YOUR ASSIGNMENT: Using the string "catalognav" as the key, pull each matching line out of the records below.

Stored items
------------------------------------------------------------------------
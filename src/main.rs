//! catalognav - browse a remote video catalog from the terminal
//!
//! # Usage
//!
//! ```bash
//! catalognav root
//! catalognav browse movies --page 2
//! catalognav search "kitab" --json
//! catalognav open "plugin://plugin.video.videoaz/?action=list_videos&cat=videos"
//! ```

mod cli;
mod commands;

use clap::Parser;
use tracing_subscriber::{layer::SubscriberExt, util::SubscriberInitExt};

use crate::cli::{Cli, Command, ExitCode, Output};

#[tokio::main]
async fn main() {
    // Logs go to stderr so JSON on stdout stays parseable. Override via RUST_LOG.
    tracing_subscriber::registry()
        .with(
            tracing_subscriber::EnvFilter::try_from_default_env()
                .unwrap_or_else(|_| "info".into()),
        )
        .with(tracing_subscriber::fmt::layer().with_writer(std::io::stderr))
        .init();

    let cli = Cli::parse();
    let exit_code = run_cli(cli).await;
    std::process::exit(exit_code.into());
}

/// Run CLI command and return exit code
async fn run_cli(cli: Cli) -> ExitCode {
    let output = Output::new(&cli);
    let nav = commands::build_navigator(cli.config.as_deref());

    match cli.command {
        Command::Open(cmd) => commands::open_cmd(cmd, &nav, &output).await,

        Command::Root => commands::root_cmd(&nav, &output).await,

        Command::Browse(cmd) => commands::browse_cmd(cmd, &nav, &output).await,

        Command::Search(cmd) => commands::search_cmd(cmd, &nav, &output).await,

        Command::History => commands::history_cmd(&nav, &output).await,
    }
}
------------------------------------------------------------------------
SOLUTION FOR THIS TASK:
//! catalognav - browse a remote video catalog from the terminal
//! catalognav root
//! catalognav browse movies --page 2
//! catalognav search "kitab" --json
//! catalognav open "plugin://plugin.video.videoaz/?action=list_videos&cat=videos"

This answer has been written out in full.